* **MATERIAL SUPPLIED**

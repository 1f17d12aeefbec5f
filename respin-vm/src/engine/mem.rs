//! Operand resolution against the abstract state.

use super::{Engine, Trace, Val};
use crate::error::Result;
use crate::state::{EmuState, Taint};

use respin_asm::{MemRef, Operand, Reg, RegKind, Segment, ValType};

impl Engine<'_> {
    /// Read a general-purpose register at its access width.
    pub(crate) fn read_reg(state: &EmuState, r: Reg) -> Val {
        let i = r.index() as usize;
        let raw = state.regs[i];
        let v = match r.kind() {
            RegKind::Gp8High => (raw >> 8) & 0xff,
            kind => raw & ValType::from_bytes((kind.bits() / 8) as u8).mask(),
        };
        Val::new(v, state.reg_taint[i])
    }

    /// Write a general-purpose register, honoring x86 partial-write
    /// rules: 32-bit writes zero the high half, narrower writes merge.
    pub(crate) fn write_reg(state: &mut EmuState, r: Reg, val: Val) {
        let i = r.index() as usize;
        match r.kind() {
            RegKind::Gp64 => {
                state.regs[i] = val.v;
                state.reg_taint[i] = val.t;
            }
            RegKind::Gp32 => {
                state.regs[i] = val.v & 0xffff_ffff;
                state.reg_taint[i] = val.t;
            }
            RegKind::Gp16 => {
                state.regs[i] = (state.regs[i] & !0xffff) | (val.v & 0xffff);
                state.reg_taint[i] = state.reg_taint[i].union(val.t);
            }
            RegKind::Gp8 => {
                state.regs[i] = (state.regs[i] & !0xff) | (val.v & 0xff);
                state.reg_taint[i] = state.reg_taint[i].union(val.t);
            }
            RegKind::Gp8High => {
                state.regs[i] = (state.regs[i] & !0xff00) | ((val.v & 0xff) << 8);
                state.reg_taint[i] = state.reg_taint[i].union(val.t);
            }
            RegKind::Xmm | RegKind::Ymm | RegKind::Rip => unreachable!("vector write_reg"),
        }
    }

    /// Effective address of a memory operand.
    pub(crate) fn addr_of(&self, state: &EmuState, mem: &MemRef) -> Val {
        if mem.segment != Segment::None {
            // fs/gs bases are run-time thread state; never foldable.
            return Val::new(0, Taint::Dynamic);
        }
        let mut v = mem.disp as u64;
        let mut t = Taint::Static;
        if let Some(base) = mem.base {
            if base == Reg::RIP {
                // Displacement already holds the absolute target.
                return Val::fixed(mem.disp as u64);
            }
            let b = Self::read_reg(state, base.with_width(ValType::I64));
            v = v.wrapping_add(b.v);
            t = t.union(b.t);
        }
        if let Some(index) = mem.index {
            let ix = Self::read_reg(state, index.with_width(ValType::I64));
            v = v.wrapping_add(ix.v.wrapping_mul(mem.scale as u64));
            // A stack-relative index scaled by anything loses its shape.
            let it = if ix.t == Taint::StackRel && mem.scale != 1 {
                Taint::Dynamic
            } else {
                ix.t
            };
            t = t.union(it);
        }
        Val::new(v, t)
    }

    /// Read an integer operand: register, immediate or memory.
    pub(crate) fn read_op(&mut self, tr: &mut Trace, op: &Operand, width: ValType) -> Result<Val> {
        match op {
            Operand::Reg(r) if r.is_gp() => Ok(Self::read_reg(&tr.state, *r)),
            Operand::Reg(r) => {
                // Low lane of a vector register viewed as an integer.
                let i = r.index() as usize;
                Ok(Val::new(
                    tr.state.xmm[i][0] & width.mask(),
                    tr.state.xmm_taint[i],
                ))
            }
            Operand::Imm { .. } => Ok(Val::fixed(
                op.as_imm().expect("imm operand") as u64 & width.mask(),
            )),
            Operand::Mem(mem) => self.read_mem(tr, mem, width),
            Operand::None => Ok(Val::fixed(0)),
        }
    }

    /// Read `width` bytes of memory at the operand's effective address.
    pub(crate) fn read_mem(&mut self, tr: &mut Trace, mem: &MemRef, width: ValType) -> Result<Val> {
        let addr = self.addr_of(&tr.state, mem);
        let len = width.bytes().max(1) as usize;
        match addr.t {
            Taint::Dynamic => Ok(Val::new(0, Taint::Dynamic)),
            Taint::StackRel => {
                let (v, t) = tr.state.read_stack(addr.v, len)?;
                if t.is_dynamic() {
                    // The consumer stays residual and reads the runtime
                    // slot; bring its known bytes up to date first.
                    self.materialize_stack_bytes(tr, addr.v, len)?;
                }
                Ok(Val::new(v & width.mask(), t))
            }
            Taint::Static => {
                if EmuState::stack_offset(addr.v).is_some() {
                    // A recomputed absolute stack address; treat like a
                    // stack access.
                    let (v, t) = tr.state.read_stack(addr.v, len)?;
                    if t.is_dynamic() {
                        self.materialize_stack_bytes(tr, addr.v, len)?;
                    }
                    return Ok(Val::new(v & width.mask(), t));
                }
                if self.external_dirty {
                    // A residual store may have changed this location.
                    return Ok(Val::new(0, Taint::Dynamic));
                }
                // Specialization-time read of process memory (e.g. a
                // statically-known pointer argument).
                let v = unsafe { read_host(addr.v, len) };
                Ok(Val::new(v & width.mask(), Taint::Static))
            }
        }
    }

    /// Update the abstract state for a store. Returns `false` when the
    /// store must not be performed at specialization time (unknown or
    /// external target) and therefore has to stay residual.
    pub(crate) fn write_mem(
        &mut self,
        tr: &mut Trace,
        mem: &MemRef,
        width: ValType,
        val: Val,
    ) -> Result<bool> {
        let addr = self.addr_of(&tr.state, mem);
        let len = width.bytes().max(1) as usize;
        match addr.t {
            Taint::StackRel => {
                tr.state.write_stack(addr.v, len, val.v, val.t)?;
                Ok(true)
            }
            Taint::Static if EmuState::stack_offset(addr.v).is_some() => {
                tr.state.write_stack(addr.v, len, val.v, val.t)?;
                Ok(true)
            }
            Taint::Static => {
                // Never mutate process memory while specializing; the
                // store stays residual and poisons later external reads.
                self.external_dirty = true;
                Ok(false)
            }
            Taint::Dynamic => {
                self.external_dirty = true;
                if self.stack_escaped {
                    // The frame may be aliased; poison the touched window.
                    let (low, high) = (tr.state.stack_low, tr.state.stack_high);
                    for off in low..high.min(low.saturating_add(1 << 20)) {
                        tr.state.set_stack_taint(off, Taint::Dynamic);
                    }
                }
                Ok(false)
            }
        }
    }

    /// Write an integer operand destination. For memory destinations this
    /// only updates the abstract state; whether a residual store is also
    /// needed is the caller's concern.
    pub(crate) fn write_op(
        &mut self,
        tr: &mut Trace,
        op: &Operand,
        width: ValType,
        val: Val,
    ) -> Result<()> {
        match op {
            Operand::Reg(r) if r.is_gp() => {
                Self::write_reg(&mut tr.state, r.with_width(width), val);
                Ok(())
            }
            Operand::Reg(r) => {
                let i = r.index() as usize;
                tr.state.xmm[i][0] = val.v & width.mask();
                if width == ValType::I64 || width == ValType::I32 {
                    tr.state.xmm[i][1] = 0;
                }
                tr.state.xmm_taint[i] = val.t;
                Ok(())
            }
            Operand::Mem(mem) => {
                self.write_mem(tr, mem, width, val)?;
                Ok(())
            }
            Operand::None | Operand::Imm { .. } => Ok(()),
        }
    }
}

/// Read up to eight bytes of process memory.
///
/// # Safety
///
/// `addr` must reference `len` readable bytes; the engine only calls this
/// for addresses derived from statically-configured pointers, which the
/// caller of `rewrite` vouches for.
pub(crate) unsafe fn read_host(addr: u64, len: usize) -> u64 {
    let mut buf = [0u8; 8];
    core::ptr::copy_nonoverlapping(addr as *const u8, buf.as_mut_ptr(), len.min(8));
    u64::from_le_bytes(buf)
}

* **TASK**
Going from the line that contains "if width == ValType::I64" to the last line of the records, reproduce every line as written.

* **RESULT**
                if width == ValType::I64 || width == ValType::I32 {
                    tr.state.xmm[i][1] = 0;
                }
                tr.state.xmm_taint[i] = val.t;
                Ok(())
            }
            Operand::Mem(mem) => {
                self.write_mem(tr, mem, width, val)?;
                Ok(())
            }
            Operand::None | Operand::Imm { .. } => Ok(()),
        }
    }
}

/// Read up to eight bytes of process memory.
///
/// # Safety
///
/// `addr` must reference `len` readable bytes; the engine only calls this
/// for addresses derived from statically-configured pointers, which the
/// caller of `rewrite` vouches for.
pub(crate) unsafe fn read_host(addr: u64, len: usize) -> u64 {
    let mut buf = [0u8; 8];
    core::ptr::copy_nonoverlapping(addr as *const u8, buf.as_mut_ptr(), len.min(8));
    u64::from_le_bytes(buf)
}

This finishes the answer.